In 1892, Upshur moved from Snow Hill to Baltimore to practice law. Upshur served as mayor of Ocean City, Maryland, from 1896 to 1898. On May 7, 1900, Upshur was appointed to the Baltimore City Board of Police Commissioners. He was elected as president of the board and served two terms, until May 2, 1904. In 1902, Upshur was appointed as colonel on the staff of Governor John Walter Smith. Upshur continued practicing law in Baltimore until 1907. In 1907, Upshur returned to Snow Hill and practiced law there.

Upshur was an alternate national commissioner from Maryland to the World's Columbian Exposition. In 1900, Upshur was a director of the Fidelity and Deposit Company of Maryland.

==Personal life==
Upshur married Sarah Emmaline "Emma" Franklin, daughter of Judge John Rankin Franklin, on June 11, 1873. They had two sons and two daughters: Franklin, George Martin III (died in childhood), Priscilla and Emily Franklin.

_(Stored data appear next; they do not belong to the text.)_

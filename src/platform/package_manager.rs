//! Package managers for the supported platforms
//!
//! Both variants expose the same install / query-installed interface; the
//! installer never branches on the platform itself.

use crate::deps::{InstallOutcome, ToolSpec};
use crate::error::{Result, platform::precondition_failed};
use crate::process::{CommandProbe, CommandRunner};

/// Debian PPA providing a current Neovim
pub const NEOVIM_PPA: &str = "ppa:neovim-ppa/unstable";

/// Installation actions offered by a platform package manager
pub trait PackageManager {
    /// Human-readable name
    fn name(&self) -> &'static str;

    /// Executable that must be on PATH for this manager to work
    fn program(&self) -> &'static str;

    /// Steps that must succeed before the package batch runs. Failures are fatal.
    fn prepare(&self, runner: &dyn CommandRunner, probe: &dyn CommandProbe) -> Result<()>;

    /// Install a single package
    fn install(&self, runner: &dyn CommandRunner, package: &str) -> Result<()>;

    /// Whether the package database reports `package` as installed
    fn query_installed(&self, runner: &dyn CommandRunner, package: &str) -> bool;

    /// Install the tool unless its command is already resolvable
    fn install_if_missing(
        &self,
        runner: &dyn CommandRunner,
        probe: &dyn CommandProbe,
        tool: &ToolSpec,
    ) -> InstallOutcome {
        if probe.exists(&tool.command) {
            tracing::debug!(tool = %tool.name, command = %tool.command, "already present");
            return InstallOutcome::AlreadyPresent;
        }

        if let Err(e) = self.install(runner, &tool.package) {
            return InstallOutcome::Failed(e.to_string());
        }

        if probe.exists(&tool.command) {
            InstallOutcome::Installed
        } else if self.query_installed(runner, &tool.package) {
            InstallOutcome::Failed(format!(
                "package '{}' is installed but '{}' is not on PATH",
                tool.package, tool.command
            ))
        } else {
            InstallOutcome::Failed(format!(
                "'{}' not found after installing '{}'",
                tool.command, tool.package
            ))
        }
    }
}

/// Homebrew on macOS
#[derive(Debug, Clone, Copy, Default)]
pub struct Homebrew;

impl PackageManager for Homebrew {
    fn name(&self) -> &'static str {
        "Homebrew"
    }

    fn program(&self) -> &'static str {
        "brew"
    }

    fn prepare(&self, _runner: &dyn CommandRunner, _probe: &dyn CommandProbe) -> Result<()> {
        Ok(())
    }

    fn install(&self, runner: &dyn CommandRunner, package: &str) -> Result<()> {
        runner.run("brew", &["install", package])
    }

    fn query_installed(&self, runner: &dyn CommandRunner, package: &str) -> bool {
        runner.run("brew", &["list", "--versions", package]).is_ok()
    }
}

/// apt on Debian-family Linux, elevated through `sudo` when not running as root
#[derive(Debug, Clone, Copy, Default)]
pub struct Apt {
    sudo: bool,
}

impl Apt {
    pub fn new(sudo: bool) -> Self {
        Self { sudo }
    }

    /// Use `sudo` when it is available and the current user is not root
    pub fn for_host(probe: &dyn CommandProbe) -> Self {
        let is_root = running_as_root(|key| std::env::var(key).ok());
        Self::new(!is_root && probe.exists("sudo"))
    }

    fn run_elevated(&self, runner: &dyn CommandRunner, program: &str, args: &[&str]) -> Result<()> {
        if self.sudo {
            let mut elevated = Vec::with_capacity(args.len() + 1);
            elevated.push(program);
            elevated.extend_from_slice(args);
            runner.run("sudo", &elevated)
        } else {
            runner.run(program, args)
        }
    }
}

/// Root check over `EUID`/`UID` first, then `USER`/`LOGNAME`
fn running_as_root(lookup: impl Fn(&str) -> Option<String>) -> bool {
    for key in ["EUID", "UID"] {
        if let Some(id) = lookup(key).and_then(|v| v.trim().parse::<u32>().ok()) {
            return id == 0;
        }
    }
    ["USER", "LOGNAME"]
        .iter()
        .find_map(|key| lookup(key).filter(|v| !v.trim().is_empty()))
        .is_some_and(|name| name.trim() == "root")
}

impl PackageManager for Apt {
    fn name(&self) -> &'static str {
        "apt"
    }

    fn program(&self) -> &'static str {
        "apt-get"
    }

    fn prepare(&self, runner: &dyn CommandRunner, probe: &dyn CommandProbe) -> Result<()> {
        // The distribution neovim is too old for the bundled configuration
        if !probe.exists("nvim") {
            if !probe.exists("add-apt-repository") {
                self.run_elevated(
                    runner,
                    "apt-get",
                    &["install", "-y", "software-properties-common"],
                )
                .map_err(|e| {
                    precondition_failed("install software-properties-common", e.to_string())
                })?;
            }
            self.run_elevated(runner, "add-apt-repository", &["-y", NEOVIM_PPA])
                .map_err(|e| precondition_failed(format!("add {NEOVIM_PPA}"), e.to_string()))?;
        }

        self.run_elevated(runner, "apt-get", &["update"])
            .map_err(|e| precondition_failed("apt-get update", e.to_string()))
    }

    fn install(&self, runner: &dyn CommandRunner, package: &str) -> Result<()> {
        self.run_elevated(runner, "apt-get", &["install", "-y", package])
    }

    fn query_installed(&self, runner: &dyn CommandRunner, package: &str) -> bool {
        runner.run("dpkg", &["-s", package]).is_ok()
    }
}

His wife died in 1903. He was related to Abel P. Upshur, United States Secretary of State under President John Tyler. His son Franklin also served in the Maryland House of Delegates.

While in Baltimore in 1900, Upshur lived at 1022 St. Paul Street.

Upshur died on May 26, 1924, at his home in Snow Hill. Upshur was interred at Makemie Memorial Presbyterian Church in Snow Hill.